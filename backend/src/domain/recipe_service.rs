//! Recipe use cases.
//!
//! Each use case is a [`Request`] with a dedicated [`RequestHandler`]. Not
//! found and validation problems come back as [`Failure`] values; storage
//! faults are logged and wrapped with a context message. Nothing here
//! retries or spawns background work.

use std::sync::Arc;

use async_trait::async_trait;
use tracing::{error, info, warn};

use crate::domain::ports::{RecipeRepository, RecipeRepositoryError};
use crate::domain::{
    DispatchError, DispatcherBuilder, Failure, Outcome, Recipe, RecipeDraft, RecipeId,
    RecipeLimits, RecipePayload, Request, RequestContext, RequestHandler,
};

/// Create a recipe from a draft.
#[derive(Debug, Clone)]
pub struct CreateRecipe {
    /// Field values of the new recipe.
    pub draft: RecipeDraft,
}

impl Request for CreateRecipe {
    type Output = Outcome<RecipePayload>;
}

/// Replace every field of an existing recipe.
#[derive(Debug, Clone)]
pub struct UpdateRecipe {
    /// Recipe to update.
    pub id: RecipeId,
    /// New field values.
    pub draft: RecipeDraft,
}

impl Request for UpdateRecipe {
    type Output = Outcome<()>;
}

/// Delete a recipe.
#[derive(Debug, Clone, Copy)]
pub struct DeleteRecipe {
    /// Recipe to delete.
    pub id: RecipeId,
}

impl Request for DeleteRecipe {
    type Output = Outcome<()>;
}

/// Read one recipe.
#[derive(Debug, Clone, Copy)]
pub struct GetRecipeById {
    /// Recipe to read.
    pub id: RecipeId,
}

impl Request for GetRecipeById {
    type Output = Outcome<RecipePayload>;
}

/// Read every recipe.
#[derive(Debug, Clone, Copy, Default)]
pub struct GetAllRecipes;

impl Request for GetAllRecipes {
    type Output = Outcome<Vec<RecipePayload>>;
}

fn map_repository_error(context: &str, error: RecipeRepositoryError) -> Failure {
    match error {
        RecipeRepositoryError::NotFound { id } => {
            warn!(recipe_id = %id, "recipe not found");
            Failure::not_found(RecipeRepositoryError::not_found(id).to_string())
        }
        RecipeRepositoryError::Connection { message } => {
            error!(%message, "{context}");
            Failure::unavailable(context, message)
        }
        RecipeRepositoryError::Cancelled => {
            warn!("{context}: storage call cancelled");
            Failure::unavailable(context, RecipeRepositoryError::Cancelled)
        }
        RecipeRepositoryError::Query { message } => {
            error!(%message, "{context}");
            Failure::unexpected(context, message)
        }
    }
}

/// Entity invariants first, then size limits.
fn check_draft(limits: &RecipeLimits, draft: &RecipeDraft) -> Outcome<()> {
    let mut errors = draft.violations();
    errors.extend(limits.check(draft));
    Failure::check(errors)
}

async fn load<R>(
    repository: &R,
    ctx: &RequestContext,
    id: &RecipeId,
    context: &str,
) -> Outcome<Recipe>
where
    R: RecipeRepository + ?Sized,
{
    repository
        .get_by_id(ctx, id)
        .await
        .map_err(|err| map_repository_error(context, err))
}

/// Handles [`CreateRecipe`].
pub struct CreateRecipeHandler<R: ?Sized> {
    repository: Arc<R>,
    limits: RecipeLimits,
}

impl<R: ?Sized> CreateRecipeHandler<R> {
    /// Handler persisting through `repository`.
    pub fn new(repository: Arc<R>, limits: RecipeLimits) -> Self {
        Self { repository, limits }
    }
}

#[async_trait]
impl<R> RequestHandler<CreateRecipe> for CreateRecipeHandler<R>
where
    R: RecipeRepository + ?Sized,
{
    async fn handle(&self, ctx: &RequestContext, request: CreateRecipe) -> Outcome<RecipePayload> {
        check_draft(&self.limits, &request.draft)?;
        let recipe = Recipe::create(request.draft)?;

        self.repository
            .add(ctx, &recipe)
            .await
            .map_err(|err| map_repository_error("Error while creating the recipe", err))?;

        info!(recipe_id = %recipe.id(), "recipe created");
        Ok(RecipePayload::from(&recipe))
    }
}

/// Handles [`UpdateRecipe`].
pub struct UpdateRecipeHandler<R: ?Sized> {
    repository: Arc<R>,
    limits: RecipeLimits,
}

impl<R: ?Sized> UpdateRecipeHandler<R> {
    /// Handler persisting through `repository`.
    pub fn new(repository: Arc<R>, limits: RecipeLimits) -> Self {
        Self { repository, limits }
    }
}

#[async_trait]
impl<R> RequestHandler<UpdateRecipe> for UpdateRecipeHandler<R>
where
    R: RecipeRepository + ?Sized,
{
    async fn handle(&self, ctx: &RequestContext, request: UpdateRecipe) -> Outcome<()> {
        const CONTEXT: &str = "Error while updating the recipe";
        let UpdateRecipe { id, draft } = request;

        let mut recipe = load(self.repository.as_ref(), ctx, &id, CONTEXT).await?;
        check_draft(&self.limits, &draft)?;
        recipe.update(draft)?;

        self.repository
            .update(ctx, &recipe)
            .await
            .map_err(|err| map_repository_error(CONTEXT, err))?;

        info!(recipe_id = %id, "recipe updated");
        Ok(())
    }
}

/// Handles [`DeleteRecipe`].
pub struct DeleteRecipeHandler<R: ?Sized> {
    repository: Arc<R>,
}

impl<R: ?Sized> DeleteRecipeHandler<R> {
    /// Handler persisting through `repository`.
    pub fn new(repository: Arc<R>) -> Self {
        Self { repository }
    }
}

#[async_trait]
impl<R> RequestHandler<DeleteRecipe> for DeleteRecipeHandler<R>
where
    R: RecipeRepository + ?Sized,
{
    async fn handle(&self, ctx: &RequestContext, request: DeleteRecipe) -> Outcome<()> {
        const CONTEXT: &str = "Error while deleting the recipe";

        let recipe = load(self.repository.as_ref(), ctx, &request.id, CONTEXT).await?;
        self.repository
            .delete(ctx, &recipe)
            .await
            .map_err(|err| map_repository_error(CONTEXT, err))?;

        info!(recipe_id = %request.id, "recipe deleted");
        Ok(())
    }
}

/// Handles [`GetRecipeById`].
pub struct GetRecipeByIdHandler<R: ?Sized> {
    repository: Arc<R>,
}

impl<R: ?Sized> GetRecipeByIdHandler<R> {
    /// Handler reading through `repository`.
    pub fn new(repository: Arc<R>) -> Self {
        Self { repository }
    }
}

#[async_trait]
impl<R> RequestHandler<GetRecipeById> for GetRecipeByIdHandler<R>
where
    R: RecipeRepository + ?Sized,
{
    async fn handle(&self, ctx: &RequestContext, request: GetRecipeById) -> Outcome<RecipePayload> {
        let recipe = load(
            self.repository.as_ref(),
            ctx,
            &request.id,
            "Error while obtaining recipe by Id",
        )
        .await?;
        Ok(RecipePayload::from(&recipe))
    }
}

/// Handles [`GetAllRecipes`].
pub struct GetAllRecipesHandler<R: ?Sized> {
    repository: Arc<R>,
}

impl<R: ?Sized> GetAllRecipesHandler<R> {
    /// Handler reading through `repository`.
    pub fn new(repository: Arc<R>) -> Self {
        Self { repository }
    }
}

#[async_trait]
impl<R> RequestHandler<GetAllRecipes> for GetAllRecipesHandler<R>
where
    R: RecipeRepository + ?Sized,
{
    async fn handle(
        &self,
        ctx: &RequestContext,
        _request: GetAllRecipes,
    ) -> Outcome<Vec<RecipePayload>> {
        let recipes = self
            .repository
            .get_all(ctx)
            .await
            .map_err(|err| map_repository_error("Error while obtaining recipes", err))?;
        Ok(recipes.iter().map(RecipePayload::from).collect())
    }
}

/// Register the five recipe use cases over a shared repository.
///
/// # Errors
///
/// Returns [`DispatchError::DuplicateHandler`] when any recipe request is
/// already registered on `builder`.
pub fn register_recipe_handlers<R>(
    builder: &mut DispatcherBuilder,
    repository: Arc<R>,
    limits: RecipeLimits,
) -> Result<(), DispatchError>
where
    R: RecipeRepository + ?Sized + 'static,
{
    builder
        .register::<CreateRecipe, _>(CreateRecipeHandler::new(Arc::clone(&repository), limits))?
        .register::<UpdateRecipe, _>(UpdateRecipeHandler::new(Arc::clone(&repository), limits))?
        .register::<DeleteRecipe, _>(DeleteRecipeHandler::new(Arc::clone(&repository)))?
        .register::<GetRecipeById, _>(GetRecipeByIdHandler::new(Arc::clone(&repository)))?
        .register::<GetAllRecipes, _>(GetAllRecipesHandler::new(repository))?;
    Ok(())
}

#[cfg(test)]
#[path = "recipe_service_tests.rs"]
mod tests;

========

What you should do -> When a line in the data holds the word "while", show that line.

Answer to the problem ->
            .map_err(|err| map_repository_error("Error while creating the recipe", err))?;
        const CONTEXT: &str = "Error while updating the recipe";
        const CONTEXT: &str = "Error while deleting the recipe";
            "Error while obtaining recipe by Id",
            .map_err(|err| map_repository_error("Error while obtaining recipes", err))?;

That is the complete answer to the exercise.